//! Candle Geometry Module
//! Turns bars into the rectangles every candlestick renderer draws:
//! a body spanning open/close and two thin shadows reaching high and low.

use crate::charts::format::date_to_x;
use crate::data::{Bar, Direction, StockSeries};
use chrono::NaiveDate;

/// Body width in days.
pub const BODY_WIDTH: f64 = 0.4;
/// Shadow width in days.
pub const SHADOW_WIDTH: f64 = 0.04;
/// Volume bar width in days.
pub const VOLUME_BAR_WIDTH: f64 = 0.1;

/// Axis-aligned rectangle centered on `x`, spanning `bottom..top`.
#[derive(Debug, Clone, Copy, PartialEq)]
pub struct Span {
    pub x: f64,
    pub width: f64,
    pub bottom: f64,
    pub top: f64,
}

impl Span {
    pub fn new(x: f64, width: f64, a: f64, b: f64) -> Self {
        Self {
            x,
            width,
            bottom: a.min(b),
            top: a.max(b),
        }
    }

    pub fn left(&self) -> f64 {
        self.x - self.width / 2.0
    }

    pub fn right(&self) -> f64 {
        self.x + self.width / 2.0
    }

    pub fn height(&self) -> f64 {
        self.top - self.bottom
    }
}

#[derive(Debug, Clone, Copy, PartialEq)]
pub struct CandleGlyph {
    pub date: NaiveDate,
    pub direction: Direction,
    pub body: Span,
    /// body top up to high
    pub upper_shadow: Span,
    /// low up to body bottom
    pub lower_shadow: Span,
}

impl CandleGlyph {
    pub fn from_bar(bar: &Bar) -> Self {
        let x = date_to_x(bar.date);
        Self {
            date: bar.date,
            direction: bar.direction(),
            body: Span::new(x, BODY_WIDTH, bar.open, bar.close),
            upper_shadow: Span::new(x, SHADOW_WIDTH, bar.body_top(), bar.high),
            lower_shadow: Span::new(x, SHADOW_WIDTH, bar.low, bar.body_bottom()),
        }
    }

    /// Body first, then the shadows.
    pub fn rects(&self) -> [Span; 3] {
        [self.body, self.upper_shadow, self.lower_shadow]
    }
}

/// Candles for every bar, up candles first, then down candles.
pub fn candle_glyphs(series: &StockSeries) -> Vec<CandleGlyph> {
    let (up, down) = series.partition_by_direction();
    up.into_iter()
        .chain(down)
        .map(CandleGlyph::from_bar)
        .collect()
}

/// One volume bar per trading day, tagged with the day's direction.
pub fn volume_spans(series: &StockSeries) -> Vec<(Span, Direction)> {
    series
        .iter()
        .map(|bar| {
            let span = Span::new(date_to_x(bar.date), VOLUME_BAR_WIDTH, 0.0, bar.volume);
            (span, bar.direction())
        })
        .collect()
}

/// X range covering every candle with half a day of padding.
pub fn x_range(series: &StockSeries) -> (f64, f64) {
    (
        date_to_x(series.first_date()) - 0.5 - BODY_WIDTH,
        date_to_x(series.last_date()) + 0.5 + BODY_WIDTH,
    )
}

/// Y range padded by 5% of the span on each side.
pub fn padded_range(low: f64, high: f64) -> (f64, f64) {
    let pad = if high > low { (high - low) * 0.05 } else { 1.0 };
    (low - pad, high + pad)
}

#[cfg(test)]
mod tests {
    use super::*;

    fn day(d: u32) -> NaiveDate {
        NaiveDate::from_ymd_opt(2023, 8, d).unwrap()
    }

    #[test]
    fn up_candle_shadows_touch_body() {
        let glyph = CandleGlyph::from_bar(&Bar::new(day(1), 10.0, 14.0, 8.0, 12.0, 1.0));
        assert_eq!(glyph.direction, Direction::Up);
        assert_eq!((glyph.body.bottom, glyph.body.top), (10.0, 12.0));
        assert_eq!((glyph.upper_shadow.bottom, glyph.upper_shadow.top), (12.0, 14.0));
        assert_eq!((glyph.lower_shadow.bottom, glyph.lower_shadow.top), (8.0, 10.0));
    }

    #[test]
    fn down_candle_shadows_touch_body() {
        let glyph = CandleGlyph::from_bar(&Bar::new(day(2), 12.0, 14.0, 8.0, 10.0, 1.0));
        assert_eq!(glyph.direction, Direction::Down);
        assert_eq!((glyph.body.bottom, glyph.body.top), (10.0, 12.0));
        assert_eq!((glyph.upper_shadow.bottom, glyph.upper_shadow.top), (12.0, 14.0));
        assert_eq!((glyph.lower_shadow.bottom, glyph.lower_shadow.top), (8.0, 10.0));
    }

    #[test]
    fn widths_are_centered_on_date() {
        let glyph = CandleGlyph::from_bar(&Bar::new(day(3), 1.0, 2.0, 0.5, 1.5, 1.0));
        let x = date_to_x(day(3));
        assert!((glyph.body.left() - (x - 0.2)).abs() < 1e-9);
        assert!((glyph.body.right() - (x + 0.2)).abs() < 1e-9);
        assert!((glyph.upper_shadow.width - SHADOW_WIDTH).abs() < 1e-12);
    }

    #[test]
    fn glyphs_cover_every_bar_once() {
        let series = StockSeries::from_bars(vec![
            Bar::new(day(1), 10.0, 12.0, 9.0, 11.0, 1.0),
            Bar::new(day(2), 11.0, 12.0, 9.0, 10.0, 2.0),
            Bar::new(day(3), 10.0, 12.0, 9.0, 10.0, 3.0),
        ])
        .unwrap();

        let glyphs = candle_glyphs(&series);
        assert_eq!(glyphs.len(), 3);
        let directions: Vec<_> = glyphs.iter().map(|g| g.direction).collect();
        assert_eq!(directions, vec![Direction::Up, Direction::Up, Direction::Down]);

        let volumes = volume_spans(&series);
        assert_eq!(volumes[1].0.top, 2.0);
        assert_eq!(volumes[1].1, Direction::Down);
    }

    #[test]
    fn padded_range_handles_flat_series() {
        assert_eq!(padded_range(5.0, 5.0), (4.0, 6.0));
        let (lo, hi) = padded_range(0.0, 100.0);
        assert!((lo + 5.0).abs() < 1e-9 && (hi - 105.0).abs() < 1e-9);
    }
}
//! Charts module - Chart geometry and rendering

pub mod candles;
pub mod format;
mod layout;
mod plotter;
mod renderer;
pub mod style;

pub use format::format_y_label;
pub use layout::{Panel, PlotMode, PlotModeError};
pub use plotter::ChartPlotter;
pub use renderer::{ChartError, PanelOptions, StaticChartRenderer};
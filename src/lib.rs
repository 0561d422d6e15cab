//! Stock Market Analysis - daily OHLCV statistics & candlestick charts
//!
//! Loads a stooq daily export, computes the median high/low spread and the
//! open-price standard deviation, and draws candlestick, close-price and
//! weekday-volume charts as PNG files or in an interactive viewer.

pub mod analysis;
pub mod charts;
pub mod config;
pub mod data;
pub mod gui;
pub mod stats;

pub use analysis::{AnalysisSummary, StockMarketAnalysis};
pub use charts::PlotMode;
pub use config::ChartConfig;
//! Chart Plotter Module
//! Interactive versions of the four stock charts using egui_plot.

use crate::charts::candles::{self, Span};
use crate::charts::format::{date_to_x, format_date_tick, format_y_label};
use crate::charts::layout::Panel;
use crate::charts::style::{self, CandleStyle, Rgb};
use crate::data::{weekday_name, StockSeries, TRADING_WEEKDAYS};
use egui::{Color32, RichText, Stroke};
use egui_plot::{Bar, BarChart, GridMark, HPlacement, Line, LineStyle, Plot, PlotPoints, Polygon};

/// Share of the volume-vs-price card given to the volume strip.
const VOLUME_STRIP: f32 = 0.3;
/// Link group tying the volume strip's x axis to the candles above it.
const VOLUME_LINK: &str = "candlestick_vs_volume_x";

pub fn color32(c: Rgb, alpha: f64) -> Color32 {
    Color32::from_rgba_unmultiplied(c.0, c.1, c.2, (alpha * 255.0).round() as u8)
}

/// Creates interactive stock charts using egui_plot.
pub struct ChartPlotter;

impl ChartPlotter {
    /// Draw one chart with its title.
    pub fn draw_panel(ui: &mut egui::Ui, series: &StockSeries, panel: Panel, height: f32) {
        ui.label(RichText::new(panel.title()).size(14.0).strong());
        let labels_right = panel.labels_on_right();
        match panel {
            Panel::Candlestick => Self::draw_candlestick_chart(ui, series, height),
            Panel::ClosePrice => Self::draw_close_price_chart(ui, series, height, labels_right),
            Panel::CandlestickVsVolume => Self::draw_candlestick_vs_volume(ui, series, height),
            Panel::VolumeDistribution => {
                Self::draw_volume_distribution_chart(ui, series, height, labels_right)
            }
        }
    }

    fn date_plot(id: &str, height: f32) -> Plot {
        Plot::new(id)
            .height(height)
            .allow_scroll(false)
            .x_axis_formatter(|mark, _range| format_date_tick(mark.value))
            .y_axis_formatter(|mark, _range| format_y_label(mark.value))
    }

    fn span_bar(span: &Span, fill: Color32, stroke: Stroke) -> Bar {
        Bar::new(span.x, span.height())
            .base_offset(span.bottom)
            .width(span.width)
            .fill(fill)
            .stroke(stroke)
    }

    /// Body and shadow bars for every candle.
    pub fn candle_bars(series: &StockSeries, style: &CandleStyle) -> Vec<Bar> {
        candles::candle_glyphs(series)
            .iter()
            .flat_map(|glyph| {
                let fill = color32(style.fill(glyph.direction), style.alpha);
                let stroke = style
                    .outline_for(glyph.direction)
                    .map(|c| Stroke::new(1.0, color32(c, 1.0)))
                    .unwrap_or(Stroke::NONE);
                glyph
                    .rects()
                    .into_iter()
                    .map(move |span| Self::span_bar(&span, fill, stroke))
            })
            .collect()
    }

    pub fn draw_candlestick_chart(ui: &mut egui::Ui, series: &StockSeries, height: f32) {
        let bars = Self::candle_bars(series, &CandleStyle::colored());
        Self::date_plot("candlestick", height).show(ui, |plot_ui| {
            plot_ui.bar_chart(BarChart::new(bars).name("Candles"));
        });
    }

    /// Monochrome candles above a volume strip sharing the date axis.
    pub fn draw_candlestick_vs_volume(ui: &mut egui::Ui, series: &StockSeries, height: f32) {
        let volume_height = height * VOLUME_STRIP;
        let candles = Self::candle_bars(series, &CandleStyle::monochrome());
        Self::date_plot("candlestick_vs_volume", height - volume_height)
            .link_axis(VOLUME_LINK, [true, false])
            .show(ui, |plot_ui| {
                plot_ui.bar_chart(BarChart::new(candles).name("Candles"));
            });

        let volume: Vec<Bar> = candles::volume_spans(series)
            .iter()
            .map(|(span, direction)| {
                let fill = color32(style::volume_color(*direction), style::VOLUME_ALPHA);
                Self::span_bar(span, fill, Stroke::NONE)
            })
            .collect();
        Self::date_plot("candlestick_volume", volume_height)
            .link_axis(VOLUME_LINK, [true, false])
            .y_axis_position(HPlacement::Right)
            .show(ui, |plot_ui| {
                plot_ui.bar_chart(BarChart::new(volume).name("Volume"));
            });
    }

    pub fn draw_close_price_chart(
        ui: &mut egui::Ui,
        series: &StockSeries,
        height: f32,
        labels_right: bool,
    ) {
        let points = |value: fn(&crate::data::Bar) -> f64| -> Vec<[f64; 2]> {
            series.iter().map(|b| [date_to_x(b.date), value(b)]).collect()
        };
        let highs = points(|b| b.high);
        let lows = points(|b| b.low);
        let closes = points(|b| b.close);

        let band_color = color32(style::SPREAD_PINK, style::BAND_ALPHA);
        let spread_color = color32(style::SPREAD_PINK, 1.0);

        let mut plot = Self::date_plot("close_price", height);
        if labels_right {
            plot = plot.y_axis_position(HPlacement::Right);
        }

        plot.show(ui, |plot_ui| {
            // egui fills convex shapes only, so the band is one quad per day pair.
            for (h, l) in highs.windows(2).zip(lows.windows(2)) {
                let quad: PlotPoints = vec![h[0], h[1], l[1], l[0]].into();
                plot_ui.polygon(Polygon::new(quad).fill_color(band_color).stroke(Stroke::NONE));
            }
            for (name, points) in [("High", &highs), ("Low", &lows)] {
                plot_ui.line(
                    Line::new(points.iter().copied().collect::<PlotPoints>())
                        .color(spread_color)
                        .style(LineStyle::dotted_dense())
                        .name(name),
                );
            }
            plot_ui.line(
                Line::new(closes.iter().copied().collect::<PlotPoints>())
                    .color(color32(style::CLOSE_PURPLE, style::CLOSE_ALPHA))
                    .width(2.0)
                    .name("Close"),
            );
        });
    }

    pub fn draw_volume_distribution_chart(
        ui: &mut egui::Ui,
        series: &StockSeries,
        height: f32,
        labels_right: bool,
    ) {
        let fill = color32(style::WEEKDAY_BLUE, style::WEEKDAY_ALPHA);
        let bars: Vec<Bar> = series
            .volume_by_weekday()
            .iter()
            .enumerate()
            .map(|(i, (day, volume))| {
                Bar::new(i as f64, *volume)
                    .width(0.5)
                    .fill(fill)
                    .name(weekday_name(*day))
            })
            .collect();

        let mut plot = Plot::new("volume_distribution")
            .height(height)
            .allow_scroll(false)
            .allow_drag(false)
            .include_x(-0.5)
            .include_x(TRADING_WEEKDAYS.len() as f64 - 0.5)
            .include_y(0.0)
            .x_grid_spacer(|_input| {
                (0..TRADING_WEEKDAYS.len())
                    .map(|i| GridMark {
                        value: i as f64,
                        step_size: 1.0,
                    })
                    .collect()
            })
            .x_axis_formatter(|mark, _range| {
                let idx = mark.value.round();
                if (mark.value - idx).abs() < 1e-6 && idx >= 0.0 {
                    TRADING_WEEKDAYS
                        .get(idx as usize)
                        .map(|d| weekday_name(*d).to_string())
                        .unwrap_or_default()
                } else {
                    String::new()
                }
            })
            .y_axis_formatter(|mark, _range| format_y_label(mark.value));
        if labels_right {
            plot = plot.y_axis_position(HPlacement::Right);
        }

        plot.show(ui, |plot_ui| {
            plot_ui.bar_chart(BarChart::new(bars).name("Volume"));
        });
    }
}

#[cfg(test)]
mod tests {
    use super::*;
    use crate::data::Bar as DailyBar;
    use chrono::NaiveDate;

    fn series() -> StockSeries {
        let day = |d| NaiveDate::from_ymd_opt(2023, 8, d).unwrap();
        StockSeries::from_bars(vec![
            DailyBar::new(day(1), 10.0, 12.0, 9.0, 11.0, 100.0),
            DailyBar::new(day(2), 11.0, 12.0, 9.0, 10.0, 200.0),
        ])
        .unwrap()
    }

    #[test]
    fn three_bars_per_candle() {
        let bars = ChartPlotter::candle_bars(&series(), &CandleStyle::colored());
        assert_eq!(bars.len(), 6);
    }

    #[test]
    fn every_panel_draws_headless() {
        let ctx = egui::Context::default();
        let series = series();
        // Second pass reads the linked bounds stored by the first.
        for _ in 0..2 {
            let output = ctx.run(egui::RawInput::default(), |ctx| {
                egui::CentralPanel::default().show(ctx, |ui| {
                    for panel in Panel::ALL {
                        ChartPlotter::draw_panel(ui, &series, panel, 200.0);
                    }
                });
            });
            assert!(!output.shapes.is_empty());
        }
    }

    #[test]
    fn color32_applies_alpha() {
        let c = color32(style::UP_GREEN, 1.0);
        assert_eq!(c, Color32::from_rgb(0x4d, 0xaf, 0x4a));
        assert_eq!(color32(style::INK, 0.5).a(), 128);
    }
}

# # # # # # #

* YOUR ASSIGNMENT: A verbatim transcription is required: the first line of the listing, the line containing "Axis-aligned rectangle centered", and every line between them.

* RESPONSE:
//! Candle Geometry Module
//! Turns bars into the rectangles every candlestick renderer draws:
//! a body spanning open/close and two thin shadows reaching high and low.

use crate::charts::format::date_to_x;
use crate::data::{Bar, Direction, StockSeries};
use chrono::NaiveDate;

/// Body width in days.
pub const BODY_WIDTH: f64 = 0.4;
/// Shadow width in days.
pub const SHADOW_WIDTH: f64 = 0.04;
/// Volume bar width in days.
pub const VOLUME_BAR_WIDTH: f64 = 0.1;

/// Axis-aligned rectangle centered on `x`, spanning `bottom..top`.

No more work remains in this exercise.